# Recurrent Neural Networks - Sentiment Analysis

In this notebook, my goal is to implement an RNN to analyze the expressed opinion of a sentence and classifies it as positive or negative using PyTorch.

I will implement a multilayer RNN for sentiment analysis using a many-to-one architecture.

Okay, let's jump in!

# Loading and Preprocessing the data

For this exercice, I will the IMDb movie reviews. The multilayer RNN to be implemented will analyze those reviews and classify them as a positive (1) or a negative (0) review.

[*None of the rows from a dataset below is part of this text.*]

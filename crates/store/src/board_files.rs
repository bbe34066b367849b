#![forbid(unsafe_code)]

use crate::StoreError;
use kn_core::model::Board;
use kn_core::{BOARD_EXTENSION, clock};
use serde_yaml::Value;
use std::path::{Path, PathBuf};

/// Decode a board file at the current schema version.
pub fn load_board(path: &Path) -> Result<Board, StoreError> {
    let raw = std::fs::read_to_string(path)?;
    let board = serde_yaml::from_str(&raw)?;
    Ok(board)
}

/// Decode a board file into the loosely-typed intermediate form, without
/// assuming any schema version. Used by the migration path.
pub fn load_raw(path: &Path) -> Result<Value, StoreError> {
    let raw = std::fs::read_to_string(path)?;
    let value = serde_yaml::from_str(&raw)?;
    Ok(value)
}

/// Cheap name extraction for listings. Tolerates boards the full codec would
/// reject (old versions, partial files) by reading only the top-level `name`.
pub fn load_board_name(path: &Path) -> Result<Option<String>, StoreError> {
    let value = load_raw(path)?;
    Ok(value
        .get("name")
        .and_then(Value::as_str)
        .map(|name| name.to_string()))
}

/// Standard save path: stamp `dates.saved`, serialize, write.
pub fn save_board(path: &Path, board: &mut Board) -> Result<(), StoreError> {
    board.dates.saved = clock::now_rfc3339();
    let text = serde_yaml::to_string(board)?;
    std::fs::write(path, text)?;
    Ok(())
}

/// Every `*.knbn` file directly inside `dir`, sorted by file name so batch
/// reports enumerate in a stable order.
///
/// Matches on the name suffix rather than `Path::extension` so the default
/// `.knbn` file (no stem) is included too.
pub fn find_board_files(dir: &Path) -> Result<Vec<PathBuf>, StoreError> {
    let suffix = format!(".{BOARD_EXTENSION}");
    let mut files = Vec::new();
    for entry in std::fs::read_dir(dir)? {
        let entry = entry?;
        let path = entry.path();
        if !path.is_file() {
            continue;
        }
        let Some(name) = path.file_name().and_then(|name| name.to_str()) else {
            continue;
        };
        if name.ends_with(&suffix) {
            files.push(path);
        }
    }
    files.sort_by_key(|path| path.file_name().map(|name| name.to_os_string()));
    Ok(files)
}
pub mod api;
pub mod auth;
pub mod config;
pub mod database;
pub mod error;
pub mod handlers;
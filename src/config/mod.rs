use once_cell::sync::Lazy;
use serde::{Deserialize, Serialize};
use std::env;

#[derive(Debug, Clone, Serialize, Deserialize)]
pub struct AppConfig {
    pub environment: Environment,
    pub database: DatabaseConfig,
    pub session: SessionConfig,
    pub api: ApiConfig,
}

#[derive(Debug, Clone, Copy, PartialEq, Eq, Serialize, Deserialize)]
pub enum Environment {
    Development,
    Staging,
    Production,
}

#[derive(Debug, Clone, Serialize, Deserialize)]
pub struct DatabaseConfig {
    /// Connection string; the only required setting.
    pub url: Option<String>,
    pub max_connections: u32,
    pub acquire_timeout_secs: u64,
}

#[derive(Debug, Clone, Serialize, Deserialize)]
pub struct SessionConfig {
    pub ttl_days: i64,
    /// Number of 30-second TOTP steps accepted on either side of now.
    pub totp_skew_steps: u8,
}

#[derive(Debug, Clone, Serialize, Deserialize)]
pub struct ApiConfig {
    pub port: u16,
    pub enable_request_logging: bool,
}

impl AppConfig {
    pub fn from_env() -> Self {
        let environment = match env::var("APP_ENV").as_deref() {
            Ok("production") | Ok("prod") => Environment::Production,
            Ok("staging") | Ok("stage") => Environment::Staging,
            _ => Environment::Development,
        };

        match environment {
            Environment::Production => Self::production(),
            Environment::Staging => Self::staging(),
            Environment::Development => Self::development(),
        }
        .with_env_overrides()
    }

    fn with_env_overrides(mut self) -> Self {
        // Database overrides
        if let Ok(v) = env::var("DATABASE_URL") {
            if !v.trim().is_empty() {
                self.database.url = Some(v);
            }
        }
        if let Ok(v) = env::var("DATABASE_MAX_CONNECTIONS") {
            self.database.max_connections = v.parse().unwrap_or(self.database.max_connections);
        }
        if let Ok(v) = env::var("DATABASE_ACQUIRE_TIMEOUT_SECS") {
            self.database.acquire_timeout_secs = v.parse().unwrap_or(self.database.acquire_timeout_secs);
        }

        // Session overrides
        if let Some(days) = env::var("SESSION_TTL_DAYS").ok().as_deref().and_then(parse_ttl_days) {
            self.session.ttl_days = days;
        }
        if let Ok(v) = env::var("TOTP_SKEW_STEPS") {
            self.session.totp_skew_steps = v.parse().unwrap_or(self.session.totp_skew_steps);
        }

        // API overrides
        if let Some(port) = env::var("DASHBOARD_API_PORT")
            .ok()
            .or_else(|| env::var("PORT").ok())
            .and_then(|s| s.parse::<u16>().ok())
        {
            self.api.port = port;
        }
        if let Ok(v) = env::var("API_ENABLE_REQUEST_LOGGING") {
            self.api.enable_request_logging = v.parse().unwrap_or(self.api.enable_request_logging);
        }

        self
    }

    fn development() -> Self {
        Self {
            environment: Environment::Development,
            database: DatabaseConfig {
                url: None,
                max_connections: 5,
                acquire_timeout_secs: 30,
            },
            session: SessionConfig {
                ttl_days: 7,
                totp_skew_steps: 1,
            },
            api: ApiConfig {
                port: 3000,
                enable_request_logging: true,
            },
        }
    }

    fn staging() -> Self {
        Self {
            environment: Environment::Staging,
            database: DatabaseConfig {
                url: None,
                max_connections: 10,
                acquire_timeout_secs: 10,
            },
            session: SessionConfig {
                ttl_days: 7,
                totp_skew_steps: 1,
            },
            api: ApiConfig {
                port: 3000,
                enable_request_logging: true,
            },
        }
    }

    fn production() -> Self {
        Self {
            environment: Environment::Production,
            database: DatabaseConfig {
                url: None,
                max_connections: 20,
                acquire_timeout_secs: 5,
            },
            session: SessionConfig {
                ttl_days: 7,
                totp_skew_steps: 1,
            },
            api: ApiConfig {
                port: 3000,
                enable_request_logging: false,
            },
        }
    }
}

/// Upper bound for `SESSION_TTL_DAYS`.
pub const MAX_SESSION_TTL_DAYS: i64 = 365;

/// Accepts whole days in `1..=MAX_SESSION_TTL_DAYS`; anything else keeps the profile default.
fn parse_ttl_days(raw: &str) -> Option<i64> {
    raw.trim()
        .parse::<i64>()
        .ok()
        .filter(|days| (1..=MAX_SESSION_TTL_DAYS).contains(days))
}

// Global singleton config - initialized once at startup
pub static CONFIG: Lazy<AppConfig> = Lazy::new(AppConfig::from_env);

// Convenience function for accessing config
pub fn config() -> &'static AppConfig {
    &CONFIG
}
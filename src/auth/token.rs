use base64::{engine::general_purpose::URL_SAFE_NO_PAD, Engine as _};
use data_encoding::BASE32_NOPAD;
use rand::{rngs::OsRng, RngCore};

/// 256 bits of session token entropy.
pub const SESSION_TOKEN_BYTES: usize = 32;

/// 160 bits, the RFC 4226 recommended HMAC-SHA1 key length.
pub const TWO_FACTOR_SECRET_BYTES: usize = 20;

/// Opaque URL-safe bearer token.
pub fn generate_session_token() -> String {
    let mut bytes = [0u8; SESSION_TOKEN_BYTES];
    OsRng.fill_bytes(&mut bytes);
    URL_SAFE_NO_PAD.encode(bytes)
}

/// Base32 secret suitable for authenticator apps.
pub fn generate_two_factor_secret() -> String {
    let mut bytes = [0u8; TWO_FACTOR_SECRET_BYTES];
    OsRng.fill_bytes(&mut bytes);
    BASE32_NOPAD.encode(&bytes)
}
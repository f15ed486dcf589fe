pub mod password;
pub mod session;
pub mod token;
pub mod totp;

pub use session::SessionAuthenticator;
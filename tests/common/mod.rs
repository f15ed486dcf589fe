#![allow(dead_code)]

//! In-memory storage gateway so handler contracts can be exercised without
//! a live Postgres. A scope works on a private copy of the store and only
//! publishes it on commit, so a dropped scope discards its writes the same
//! way a rolled-back transaction does.

use std::sync::atomic::{AtomicBool, AtomicUsize, Ordering};
use std::sync::{Arc, Mutex};

use anyhow::{Context, Result};
use async_trait::async_trait;
use chrono::{DateTime, Duration, Utc};
use serde_json::{json, Value};

use dashboard_api::api::{Envelope, HandlerRequest};
use dashboard_api::auth::SessionAuthenticator;
use dashboard_api::database::models::{
    FileRecord, Game, LoginRecord, NewFile, NewGame, NewPlatform, StreamingPlatform, UserProfile,
};
use dashboard_api::database::{DatabaseError, Patch, PatchValue, StorageGateway, StorageScope};
use dashboard_api::handlers::{self, AppState};

#[derive(Debug, Clone)]
struct UserRow {
    profile: UserProfile,
    password_hash: String,
    two_fa_secret: Option<String>,
}

#[derive(Debug, Clone)]
struct SessionRow {
    user_id: i64,
    token: String,
    expires_at: DateTime<Utc>,
}

#[derive(Debug, Clone)]
struct Owned<T> {
    user_id: i64,
    row: T,
    deleted: bool,
}

#[derive(Debug, Clone, Default)]
struct Store {
    users: Vec<UserRow>,
    sessions: Vec<SessionRow>,
    files: Vec<Owned<FileRecord>>,
    games: Vec<Owned<Game>>,
    platforms: Vec<Owned<StreamingPlatform>>,
    next_id: i64,
    ticks: i64,
}

impl Store {
    fn next_id(&mut self) -> i64 {
        self.next_id += 1;
        self.next_id
    }

    /// Strictly increasing timestamps keep ordering deterministic.
    fn now(&mut self) -> DateTime<Utc> {
        self.ticks += 1;
        Utc::now() + Duration::milliseconds(self.ticks)
    }
}

fn live<T: Clone>(rows: &[Owned<T>], user_id: i64) -> Vec<T> {
    rows.iter()
        .filter(|r| r.user_id == user_id && !r.deleted)
        .map(|r| r.row.clone())
        .collect()
}

fn live_mut<T, F>(rows: &mut [Owned<T>], user_id: i64, pred: F) -> Option<&mut Owned<T>>
where
    F: Fn(&T) -> bool,
{
    rows.iter_mut().find(|r| r.user_id == user_id && !r.deleted && pred(&r.row))
}

fn text(value: &PatchValue) -> String {
    match value {
        PatchValue::Text(s) => s.clone(),
        other => panic!("expected text, got {:?}", other),
    }
}

fn flag(value: &PatchValue) -> bool {
    match value {
        PatchValue::Bool(b) => *b,
        other => panic!("expected bool, got {:?}", other),
    }
}

fn number(value: &PatchValue) -> f64 {
    match value {
        PatchValue::Number(n) => *n,
        other => panic!("expected number, got {:?}", other),
    }
}

#[derive(Default)]
pub struct MemoryGateway {
    store: Arc<Mutex<Store>>,
    open_scopes: Arc<AtomicUsize>,
    commits: Arc<AtomicUsize>,
    unavailable: AtomicBool,
}

impl MemoryGateway {
    pub fn new() -> Arc<Self> {
        Arc::new(Self::default())
    }

    /// Scopes acquired and not yet dropped.
    pub fn open_scopes(&self) -> usize {
        self.open_scopes.load(Ordering::SeqCst)
    }

    pub fn commits(&self) -> usize {
        self.commits.load(Ordering::SeqCst)
    }

    /// Make every acquire fail the way an exhausted pool does.
    pub fn set_unavailable(&self, unavailable: bool) {
        self.unavailable.store(unavailable, Ordering::SeqCst);
    }

    pub fn stored_password_hash(&self, email: &str) -> Option<String> {
        let store = self.store.lock().unwrap();
        store
            .users
            .iter()
            .find(|u| u.profile.email == email)
            .map(|u| u.password_hash.clone())
    }

    pub fn session_count(&self) -> usize {
        self.store.lock().unwrap().sessions.len()
    }

    /// Raw file rows including soft-deleted ones: `(id, deleted)`.
    pub fn file_rows(&self) -> Vec<(i64, bool)> {
        let store = self.store.lock().unwrap();
        store.files.iter().map(|f| (f.row.id, f.deleted)).collect()
    }
}

#[async_trait]
impl StorageGateway for MemoryGateway {
    async fn acquire(&self) -> Result<Box<dyn StorageScope>, DatabaseError> {
        if self.unavailable.load(Ordering::SeqCst) {
            return Err(DatabaseError::Sqlx(sqlx::Error::PoolTimedOut));
        }
        let work = self.store.lock().unwrap().clone();
        self.open_scopes.fetch_add(1, Ordering::SeqCst);
        Ok(Box::new(MemoryScope {
            shared: Arc::clone(&self.store),
            open_scopes: Arc::clone(&self.open_scopes),
            commits: Arc::clone(&self.commits),
            work,
        }))
    }

    async fn health_check(&self) -> Result<(), DatabaseError> {
        if self.unavailable.load(Ordering::SeqCst) {
            return Err(DatabaseError::Sqlx(sqlx::Error::PoolClosed));
        }
        Ok(())
    }
}

pub struct MemoryScope {
    shared: Arc<Mutex<Store>>,
    open_scopes: Arc<AtomicUsize>,
    commits: Arc<AtomicUsize>,
    work: Store,
}

impl Drop for MemoryScope {
    fn drop(&mut self) {
        self.open_scopes.fetch_sub(1, Ordering::SeqCst);
    }
}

Thankfully, the IMDb movie reviews dataset is available in PyTorch through the `torchtext.datasets` module.

In [1]:
#pip install torchtext
#pip install 'portalocker>=2.0.0'
from torchtext.datasets import IMDB

train_iter = IMDB(split='train')
test_iter = IMDB(split='test')

The previous two lines return iterators, specifically `ShardingFilterIterDataPipe` object. As I am writing this, the PyTorch documentation says:

> The datasets supported by torchtext are datapipes from the torchdata project, which is still in Beta status. This means that the API is subject to change without deprecation cycles. In particular, we expect a lot of the current idioms to change with the eventual release of `DataLoaderV2` from `torchdata`.

In case something changes that causes the code in this notebook to break, please let me know and I will update it.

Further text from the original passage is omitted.